▸ **TASK**:
Among the entries below, find all lines that include "crate" and copy them.

▸ **THE DATA**:
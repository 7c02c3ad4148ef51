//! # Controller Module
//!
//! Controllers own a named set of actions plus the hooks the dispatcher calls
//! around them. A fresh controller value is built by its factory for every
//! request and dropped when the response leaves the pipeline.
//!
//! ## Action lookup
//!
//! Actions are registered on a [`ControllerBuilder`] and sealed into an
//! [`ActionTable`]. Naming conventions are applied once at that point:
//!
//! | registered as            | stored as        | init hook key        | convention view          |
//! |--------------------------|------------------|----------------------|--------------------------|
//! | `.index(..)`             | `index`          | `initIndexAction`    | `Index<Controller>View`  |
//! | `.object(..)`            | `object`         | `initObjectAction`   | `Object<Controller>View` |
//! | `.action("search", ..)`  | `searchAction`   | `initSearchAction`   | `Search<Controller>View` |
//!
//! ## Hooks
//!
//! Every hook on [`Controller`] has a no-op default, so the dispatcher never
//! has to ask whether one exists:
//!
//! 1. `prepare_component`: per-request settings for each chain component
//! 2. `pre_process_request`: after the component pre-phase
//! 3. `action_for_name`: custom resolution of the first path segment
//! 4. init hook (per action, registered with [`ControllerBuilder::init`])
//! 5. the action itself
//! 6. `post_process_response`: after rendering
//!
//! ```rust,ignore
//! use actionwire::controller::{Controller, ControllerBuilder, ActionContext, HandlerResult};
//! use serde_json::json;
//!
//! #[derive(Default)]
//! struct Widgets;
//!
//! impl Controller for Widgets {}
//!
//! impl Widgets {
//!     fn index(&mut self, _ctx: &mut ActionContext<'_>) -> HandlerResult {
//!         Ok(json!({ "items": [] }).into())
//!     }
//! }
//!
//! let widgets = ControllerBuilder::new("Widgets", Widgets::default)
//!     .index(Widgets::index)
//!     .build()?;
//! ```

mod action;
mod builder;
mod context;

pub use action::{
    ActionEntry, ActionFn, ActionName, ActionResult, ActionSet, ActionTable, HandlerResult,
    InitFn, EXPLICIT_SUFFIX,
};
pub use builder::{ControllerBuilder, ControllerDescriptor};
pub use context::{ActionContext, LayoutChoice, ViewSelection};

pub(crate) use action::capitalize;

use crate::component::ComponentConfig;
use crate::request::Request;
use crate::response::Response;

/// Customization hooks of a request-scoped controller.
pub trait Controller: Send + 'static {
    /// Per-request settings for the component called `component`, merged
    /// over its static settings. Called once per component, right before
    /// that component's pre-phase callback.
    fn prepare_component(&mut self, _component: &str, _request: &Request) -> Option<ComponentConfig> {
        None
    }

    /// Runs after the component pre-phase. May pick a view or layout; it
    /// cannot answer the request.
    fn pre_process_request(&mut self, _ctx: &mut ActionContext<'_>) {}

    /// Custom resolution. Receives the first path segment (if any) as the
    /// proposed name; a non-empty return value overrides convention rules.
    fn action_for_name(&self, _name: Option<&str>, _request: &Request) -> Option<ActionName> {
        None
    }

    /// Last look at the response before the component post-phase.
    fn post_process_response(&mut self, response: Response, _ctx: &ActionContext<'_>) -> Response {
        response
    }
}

▸ **ANSWER AREA**:
pub(crate) use action::capitalize;
use crate::component::ComponentConfig;
use crate::request::Request;
use crate::response::Response;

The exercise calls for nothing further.